Muriel C...soutient que :
- la décision de l'administration fiscale de ne pas faire droit à sa demande est entachée d'erreur manifeste d'appréciation dans la mesure où, alors qu'elle était l'interlocutrice principale du vérificateur, elle n'a pas été informée de la suite du redressement en raison du changement d'interlocuteur de l'administration fiscale, ce qui a conduit à des intérêts de retard, que l'administration fiscale était, depuis 2005 en possession de l'ensemble des éléments et qu'elle est de bonne foi ; ces éléments devaient être pris en compte par l'administration pour décider de lui accorder une remise gracieuse de ces intérêts, l'instruction fiscale BOI-CTX-GCX-10-30-30-60-20120912 paragraphe 111430 prévoyant que l'administration doit prendre en compte, outre la situation d'indigence ou de gêne financière du contribuable, les circonstances particulières de l'affaire pour décider d'accorder une telle remise gracieuse ;
- l'administration a méconnu les dispositions de l'article 1727 Il 2° du code général des impôts en lui infligeant des intérêts de retard alors qu'elle avait apporté une information transparente et complète à l'administration fiscale dans la déclaration partielle du 31 janvier 2005 qui était exacte ;
- le taux d'intérêt appliqué a été de 0.75 % par mois alors que le décret 2006-356 du 24 mars 2006 l'a réduit à 0.75 % par mois ;
- la procédure de rectification mis en oeuvre n'a pas été régulière, Mme C...n'ayant reçu aucune proposition de rectification, la proposition de redressement n'étant pas suffisamment motivée et le caractère contradictoire de la procédure, impliquant le droit de se faire assister d'un conseil, n'ayant pas été respecté, Mme C...n'ayant appris le redressement qu'au moment de la notification de l'avis de mise en recouvrement alors même qu'elle avait été initialement l'interlocutrice de l'administration fiscale ;
- en raison de l'absence de caractère contradictoire de la procédure de redressement à l'encontre de MmeC..., les stipulations de l'article 6 de la convention européenne de sauvegarde des droits de l'homme et des libertés fondamentales ont été méconnues, alors que les intérêts de retard sont des sanctions pénales ;
- à la date à laquelle Mme C...a reçu l'avis de mise en recouvrement, la prescription était acquise, faisant obstacle à tout redressement, et, par voie de conséquence, au paiement d'intérêts de retard.

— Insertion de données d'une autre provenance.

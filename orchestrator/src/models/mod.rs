//! Data models for sessions, confirmations and progress

pub mod confirmation;
pub mod progress;
pub mod session;
//! Progress publication
//!
//! The engine pushes every observable state change through a
//! `ProgressPublisher`. Delivery is fire-and-forget: the loop never waits
//! for an acknowledgment, and a slow or failing publisher must not stall
//! step execution.

pub mod broadcast;
pub mod trace;

use crate::models::confirmation::ConfirmationRequest;
use crate::models::progress::ProgressUpdate;
use crate::models::session::DeploymentSession;

/// Sink for session status, step progress and confirmation requests
pub trait ProgressPublisher: Send + Sync {
    /// Full session snapshot after a lifecycle change
    fn publish_status(&self, session_id: &str, snapshot: &DeploymentSession);

    /// Step-level progress update
    fn publish_progress(&self, session_id: &str, update: &ProgressUpdate);

    /// A new confirmation request awaiting an operator decision
    fn publish_confirmation(&self, session_id: &str, request: &ConfirmationRequest);
}

/// Publisher that drops everything, for embedders that poll instead
pub struct NullPublisher;

impl ProgressPublisher for NullPublisher {
    fn publish_status(&self, _session_id: &str, _snapshot: &DeploymentSession) {}
    fn publish_progress(&self, _session_id: &str, _update: &ProgressUpdate) {}
    fn publish_confirmation(&self, _session_id: &str, _request: &ConfirmationRequest) {}
}
//! Publisher backed by a tokio broadcast channel
//!
//! Observers (WebSocket fan-out, an MQTT bridge, a TUI) subscribe to the
//! typed event stream; lagging subscribers miss events rather than
//! blocking the engine.

use serde::{Deserialize, Serialize};
use tokio::sync::broadcast;
use tracing::debug;

use crate::models::confirmation::ConfirmationRequest;
use crate::models::progress::ProgressUpdate;
use crate::models::session::DeploymentSession;
use crate::publish::ProgressPublisher;

/// One notification on the event stream
#[derive(Debug, Clone, Serialize, Deserialize)]
#[serde(tag = "type", rename_all = "snake_case")]
pub enum ProgressEvent {
    Status {
        session_id: String,
        session: DeploymentSession,
    },
    Progress {
        session_id: String,
        update: ProgressUpdate,
    },
    ConfirmationRequested {
        session_id: String,
        request: ConfirmationRequest,
    },
}

impl ProgressEvent {
    pub fn session_id(&self) -> &str {
        match self {
            ProgressEvent::Status { session_id, .. } => session_id,
            ProgressEvent::Progress { session_id, .. } => session_id,
            ProgressEvent::ConfirmationRequested { session_id, .. } => session_id,
        }
    }
}

/// Fan-out publisher over a broadcast channel
pub struct BroadcastPublisher {
    tx: broadcast::Sender<ProgressEvent>,
}

impl BroadcastPublisher {
    pub fn new(capacity: usize) -> Self {
        let (tx, _) = broadcast::channel(capacity);
        Self { tx }
    }

    /// Subscribe to the event stream
    pub fn subscribe(&self) -> broadcast::Receiver<ProgressEvent> {
        self.tx.subscribe()
    }

    fn send(&self, event: ProgressEvent) {
        // A send error only means nobody is subscribed right now
        if self.tx.send(event).is_err() {
            debug!("Progress event dropped: no subscribers");
        }
    }
}

impl Default for BroadcastPublisher {
    fn default() -> Self {
        Self::new(256)
    }
}

impl ProgressPublisher for BroadcastPublisher {
    fn publish_status(&self, session_id: &str, snapshot: &DeploymentSession) {
        self.send(ProgressEvent::Status {
            session_id: session_id.to_string(),
            session: snapshot.clone(),
        });
    }

    fn publish_progress(&self, session_id: &str, update: &ProgressUpdate) {
        self.send(ProgressEvent::Progress {
            session_id: session_id.to_string(),
            update: update.clone(),
        });
    }

    fn publish_confirmation(&self, session_id: &str, request: &ConfirmationRequest) {
        self.send(ProgressEvent::ConfirmationRequested {
            session_id: session_id.to_string(),
            request: request.clone(),
        });
    }
}

#[cfg(test)]
mod tests {
    use super::*;
    use crate::models::session::{DeployMode, DeploymentSession};
    use serde_json::Map;

    #[tokio::test]
    async fn test_subscriber_receives_status() {
        let publisher = BroadcastPublisher::new(8);
        let mut rx = publisher.subscribe();

        let session = DeploymentSession::new("s-1".to_string(), DeployMode::Trust, Map::new());
        publisher.publish_status("s-1", &session);

        match rx.recv().await.unwrap() {
            ProgressEvent::Status { session_id, .. } => assert_eq!(session_id, "s-1"),
            other => panic!("unexpected event: {other:?}"),
        }
    }

    #[tokio::test]
    async fn test_publish_without_subscribers_does_not_fail() {
        let publisher = BroadcastPublisher::new(8);
        let session = DeploymentSession::new("s-1".to_string(), DeployMode::Trust, Map::new());

        publisher.publish_status("s-1", &session);
    }
}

Par un mémoire en défense, enregistré le 12 septembre 2014, le ministre des finances et des comptes publics conclut au rejet de la requête.
Il soutient que les moyens soulevés par Mme C...ne sont pas fondés.
Les parties ont été informées, en application des dispositions de l'article R. 611-7 du code de justice administrative, de ce que l'arrêt était susceptible d'être fondé sur les moyens relevés d'office tirés, d'une part, de l'irrégularité du jugement attaqué qui a implicitement rejeté la demande de dégrèvement des intérêts de retard mis à la charge de Mme C...sans soulever l'incompétence de la juridiction administrative et, d'autre part, de l'incompétence de la juridiction administrative pour statuer sur une contestation relative à l'assiette et la liquidation d'intérêts de retard afférents à des droits de succession.
Vu :
- les autres pièces du dossier.
Vu :
- le code général des impôts et le livre des procédures fiscales ;
- le code de justice administrative.
Les parties ont été régulièrement averties du jour de l'audience.
Ont été entendus au cours de l'audience publique :
- le rapport de Mme Duguit-Larcher, premier conseiller,
- les conclusions de M. Besse, rapporteur public,
- et les observations de MeF..., représentant MmeC....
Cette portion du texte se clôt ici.